Any suggestions on hardware/methods?
 
if it's not a rackmount enclosure:
If you have access to the slab of the house you can drill holes for half inch or inch bolts and then drill the bottom of the case. Put like 2 inch washers and 2 two bolts through the case into the slab. Get bolts with some kind of strange head on there so the most common screw drivers wont be able to take the bolts out.

Then drill the sides of the case and put a nice hardended steel padlock through the chasis and the side panel so no one can get inside and steal the drives.


If it's rackmount:
you can secure the rack as above. Then instead of typical rack screws you can get torx or some other screw in the rack screw size...i forget what it is off hand....8/32 or 10/32 and then put a nut on the back side and maybe a cotter pin through the nut and screw.
Then again the pad lock through the chasis and top panel.

If the theif has enough time to get through these defenses your alarm system needs to be revamped.
 
There's a lot of ways to do that.. just depends on how much you want to spend... whats your budget?
 
I suggest getting a dog. Put his/her food bowl right by the server. Train said dog to guard the house.

This gets you a number of benefits, exercise, you have to take the dog for a walk, security, companionship, and someone to play Frisbee with. :D
 
downside is cleaning up dog poo all the time. hopefully he doesn't ever use the server as a chew toy, or worse.
 
I suggest getting a dog. Put his/her food bowl right by the server. Train said dog to guard the house.

This gets you a number of benefits, exercise, you have to take the dog for a walk, security, companionship, and someone to play Frisbee with. :D

Good idea, server guard dogs ftw :)
 
Keep in mind if you're gonna do this you have to do it all the way and not just half-ass it. An unsecured server isn't nearly as tempting as one that someone tried to secure and didn't do a great job. If a thief can undo your protection or smash the case and rip out the harddrive in under 10 minutes you didn't do a good enough job and made your server a target.
 
I prefer sea bass with friggin' lasers... :)

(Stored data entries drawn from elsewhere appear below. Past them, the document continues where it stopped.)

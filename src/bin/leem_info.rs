use std::path::PathBuf;
use std::process::ExitCode;

use clap::Parser;
use leemdat::{open_many, BackgroundFilter, LeemImage};
use tracing::error;
use tracing_subscriber::{layer::SubscriberExt, util::SubscriberInitExt};

/// Prints the header and metadata of U-View `.dat` files
///
/// # Example
///
/// ```
/// leem_info Au111_LEEM.dat ccd.dat --levels --background 15
/// ```
#[derive(Parser, Debug)]
#[command(name = "leem_info", about = "Inspect Elmitec U-View .dat files")]
struct Cli {
    /// Files to decode
    #[arg(required = true, num_args = 1..)]
    files : Vec<PathBuf>,

    /// Also print contrast levels
    #[arg(short, long)]
    levels : bool,

    /// Apply the background high-pass with this sigma and
    /// print the residual's range
    #[arg(short, long, value_name = "SIGMA")]
    background : Option<f64>,

    /// -v for debug output, -vv for trace
    #[arg(short, long, action = clap::ArgAction::Count)]
    verbose : u8,
}

fn init_logging(verbose : u8) {
    let env_filter = match verbose {
        0 => "leemdat=info",
        1 => "leemdat=debug",
        _ => "leemdat=trace",
    };

    tracing_subscriber::registry()
        .with(
            tracing_subscriber::EnvFilter::try_from_default_env()
                .unwrap_or_else(|_| env_filter.into()),
        )
        .with(tracing_subscriber::fmt::layer().with_writer(std::io::stderr))
        .init();
}

fn print_image(image : &LeemImage, cli : &Cli) {
    let header = image.header();
    println!("{}", image.filename().unwrap_or("<memory>"));
    println!("  id:           {}", header.id);
    println!("  size:         {} x {}", image.width(), image.height());
    println!("  bits/pixel:   {}", header.bits_per_pixel);
    println!("  colorscale:   {} .. {}", header.colorscale_low, header.colorscale_high);
    match image.timestamp() {
        Some(timestamp) => println!("  timestamp:    {}", timestamp),
        None => println!("  timestamp:    <invalid: {}>", header.timestamp_ticks),
    }
    println!("  field of view: {}", image.field_of_view());
    println!("  LEED:         {}", image.is_leed());
    for (name, value) in image.metadata().iter() {
        println!("  {:<24}{}", name, value);
    }

    if cli.levels {
        match image.levels() {
            Some((lo, hi)) => println!("  levels:       {} .. {}", lo, hi),
            None => println!("  levels:       <empty image>"),
        }
    }

    if let Some(sigma) = cli.background {
        let residual = image.filter_inelastic_background(&BackgroundFilter::new().sigma(sigma));
        let (lo, hi) = residual.iter()
            .fold((f64::INFINITY, f64::NEG_INFINITY), |(lo, hi), &x| (lo.min(x), hi.max(x)));
        println!("  background residual (sigma {}): {:.4} .. {:.4}", sigma, lo, hi);
        if let Some((lo, hi)) = image.levels_of(&residual.view()) {
            println!("  residual levels: {:.4} .. {:.4}", lo, hi);
        }
    }
}

fn main() -> ExitCode {
    let cli = Cli::parse();
    init_logging(cli.verbose);

    let mut failed = false;
    for (path, result) in cli.files.iter().zip(open_many(&cli.files)) {
        match result {
            Ok(image) => print_image(&image, &cli),
            Err(e) => {
                error!(path = %path.display(), error = %e, "Failed to decode");
                failed = true;
            }
        }
    }

    if failed { ExitCode::FAILURE } else { ExitCode::SUCCESS }
}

Then you have to worry about them splashing water on the server! :D

But seriously, don't forget to lock the front of the case, especially if you have removable trays! Put the keys somewhere else, locked away. Physical security of the room of the server - put it in a non ground floor room, preferably with no window. Put a key card/non biometric door lock on the door - watch MythBusters as to why I said "non-biometric" (photocopy of a fingerprint fooled it).

You could also make a band out of 3/8" steel to go around the front to the back of the server, with a hinge and padlock point, to secure the side panels. All depends on how nuts you want to go with security!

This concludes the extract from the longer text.